In today’s world, the Internet provides a myriad of opportunities for people. And I don’t just mean money, either. The Internet can be used to entertain, to interact, to make money, to gather information, and much, much more. Simply put, the Internet is where the money is now, and capital will continue to flow steadily into its development, along with the development of other technologies. This is why nearly all of the hot stocks you see nowadays are tech stocks. But with new startups breaking through everyday and some of them going public, it’s hard to find which companies are going in the right direction. But with common sense, emotional stability, and a little bit of investing knowledge, it can be done.
For a few years now, Facebook (FB) has been making a significant mark on social networking. There is no disputing this. But a little less than a decade ago, Myspace was “cool”. And look where it is now. It was sold for “only” $35 million to a company called Specific Media. Facebook has no specific advantages that indicate things will turn out differently for them. Already, people are making the move to new social media websites, most notably Twitter. Facebook had its time to shine, but it is simply a passing fad. While at one time earnings were constantly growing, they dropped off more than 75% in the last quarter. One might argue that the revenue growth of 40% makes up for this, but in reality, the company’s revenue growth percentage has been decreasing, as you can see in the graph below. This shows that the Facebook trend is, indeed, gradually coming to a halt. Many customers are being taken by Twitter, which is the latest fad to hit the social networking market. They are outpacing Facebook in terms of membership growth by a significant margin. Also, membership drops are already being seen in some places for Facebook. A specific example of this was the 600,000 member drop from the UK in December.
You do not need to be a financial expert to figure this one out. Considering the fact that Facebook generates most of its revenue from advertising, it is not in good shape for the future. With people constantly moving away from Facebook, the value of this advertising is diminishing as time goes on.
Facebook is currently overvalued and not in the greatest state of financial health. Facebook is trading at well over 1,000 times earnings. The price/sales is 12.77 and the price/book is 5.48. Also, Facebook has a 20.04 debt/equity ratio. The company has nearly 2 billion dollars in debt which you can see, based on the graph below, is going in the opposite direction of the net income.
A Proven Winner
Google (GOOG) has become a staple of life in our society. “Google it” has become synonymous with “look it up”. Billions of searches are done on Google each year, and traffic isn’t going to slow down, for the same reason that use of the wheel in our society won’t slow down. Google has become as much of a tool as it is a company. How often do you hear people say “Yahoo (YHOO) it” or “Bing it”? You don’t, and it’s because Google is king in the search engine business.
Although Google generates a significant portion of its revenue from ads, this is acceptable. The value of advertising with Google will never diminish, as the popularity of the search engine is unlikely to fall. The purpose of advertisements is to gain exposure for the advertised company. In the case of Facebook, which I have already shown is becoming less popular, this is not an ideal platform for ads. This can be seen by the fact that last year, General Motors pulled its account, worth $10 million, because the ads weren’t working for them. As of mid 2012, though, Google searches were still growing rapidly. With more and more people utilizing Google, ads get more exposure.

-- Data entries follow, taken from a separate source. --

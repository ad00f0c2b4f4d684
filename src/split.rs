use rand::{rngs::StdRng, seq::SliceRandom, SeedableRng};

use crate::{
    error::{BayesError, Result},
    record::{RecordStore, StudentId},
};

/// Disjoint train/test partition of record keys.
#[derive(Debug, Clone, PartialEq, Eq)]
pub struct Split {
    pub train: Vec<StudentId>,
    pub test: Vec<StudentId>,
}

/// Shuffles `keys` with a seeded RNG and takes the first `ceil(n * test_fraction)`
/// as the test subset. Keys are sorted first, so the split only depends on the
/// key set and the seed.
pub fn train_test_split<I>(keys: I, test_fraction: f64, seed: u64) -> Result<Split>
where
    I: IntoIterator<Item = StudentId>,
{
    if !(test_fraction > 0.0 && test_fraction < 1.0) {
        return Err(BayesError::InvalidSplit(test_fraction));
    }

    let mut keys: Vec<StudentId> = keys.into_iter().collect();
    keys.sort_unstable();
    keys.dedup();

    let mut rng = StdRng::seed_from_u64(seed);
    keys.shuffle(&mut rng);

    let n_test = ((keys.len() as f64) * test_fraction).ceil() as usize;
    let train = keys.split_off(n_test.min(keys.len()));

    Ok(Split { train, test: keys })
}

/// Fails on the first key of either subset that has no record.
pub fn verify(split: &Split, records: &RecordStore) -> Result<()> {
    for (subset, keys) in [("train", &split.train), ("test", &split.test)] {
        if let Some(&key) = keys.iter().find(|&&key| !records.contains(key)) {
            return Err(BayesError::PartitionIntegrity { subset, key });
        }
    }
    Ok(())
}

#[cfg(test)]
mod tests {
    use super::*;
    use crate::record::{
        fixtures::{evidence_with, record},
        Label,
    };
    use std::collections::HashSet;

    #[test]
    fn test_thirty_percent_of_thousand() {
        let split = train_test_split(0..1000, 0.3, 42).unwrap();

        assert_eq!(split.test.len(), 300);
        assert_eq!(split.train.len(), 700);

        let train: HashSet<_> = split.train.iter().copied().collect();
        let test: HashSet<_> = split.test.iter().copied().collect();
        assert!(train.is_disjoint(&test));

        let all: HashSet<_> = train.union(&test).copied().collect();
        assert_eq!(all, (0..1000).collect::<HashSet<_>>());
    }

    #[test]
    fn test_partition_law_across_fractions() {
        for fraction in [0.01, 0.25, 0.5, 0.75, 0.99] {
            let split = train_test_split(0..137, fraction, 7).unwrap();
            let train: HashSet<_> = split.train.iter().copied().collect();
            let test: HashSet<_> = split.test.iter().copied().collect();

            assert!(train.is_disjoint(&test), "fraction {fraction}");
            assert_eq!(train.len() + test.len(), 137, "fraction {fraction}");
        }
    }

    #[test]
    fn test_seeded_split_is_reproducible() {
        let a = train_test_split(0..50, 0.3, 42).unwrap();
        let b = train_test_split((0..50).rev(), 0.3, 42).unwrap();
        assert_eq!(a, b);

        let c = train_test_split(0..50, 0.3, 43).unwrap();
        assert_ne!(a.test, c.test);
    }

    #[test]
    fn test_invalid_fraction() {
        for fraction in [0.0, 1.0, -0.2, 1.5, f64::NAN] {
            assert!(matches!(
                train_test_split(0..10, fraction, 42),
                Err(BayesError::InvalidSplit(_))
            ));
        }
    }

    #[test]
    fn test_verify_reports_missing_key() {
        let records: RecordStore = (0..4)
            .map(|id| (id, record(Label::NotDropped, evidence_with(0))))
            .collect();

        let good = Split {
            train: vec![0, 1],
            test: vec![2, 3],
        };
        assert!(verify(&good, &records).is_ok());

        let bad = Split {
            train: vec![0, 1],
            test: vec![2, 9],
        };
        assert!(matches!(
            verify(&bad, &records),
            Err(BayesError::PartitionIntegrity {
                subset: "test",
                key: 9
            })
        ));
    }
}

Google is successfully fending off other search engines, as it makes up 67% of its market. On a side note, Google and Yahoo present investors with one of those rare opportunities where such close rivals can simultaneously succeed. Google will find success in the fact that it is purely a dominant force in the search engine market, generating 50 billion dollars of revenue in the last year, and has 48 billion dollars of cash on hand. Yahoo, as I discussed in a previous article, will gradually continue to improve under the superb leadership of Marissa Mayer.
Google, despite sitting just below $800, is trading at only 25 times earnings. Its price/book is 3.66 and the price to sales is 5.20. The company’s profit margin is above 20% and the return on assets is 10%. With these effective operations and great valuation numbers, Google has a strong margin of safety and appears to be a great investment. Still, a pullback could occur for the stock, which has gained more than 31% in the past 52 weeks. Although this advance is justified, it came shockingly quick for the well established company. There is still a margin of a safety, although it is a bit thin. The company is currently at a fair price, but bearish investors could pull the price down to $750 or below, and this would be an even more fantastic time to pull the trigger. Despite this, investing right now is also likely to yield a great profit for investors.
Disclosure: I have no positions in any of the stocks mentioned, and no intentions to initiate any positions within the next 72 hours. I wrote this article myself, and it expresses my own opinions. I am not receiving compensation for it. I have no business relationship with any company whose stock is mentioned in this article.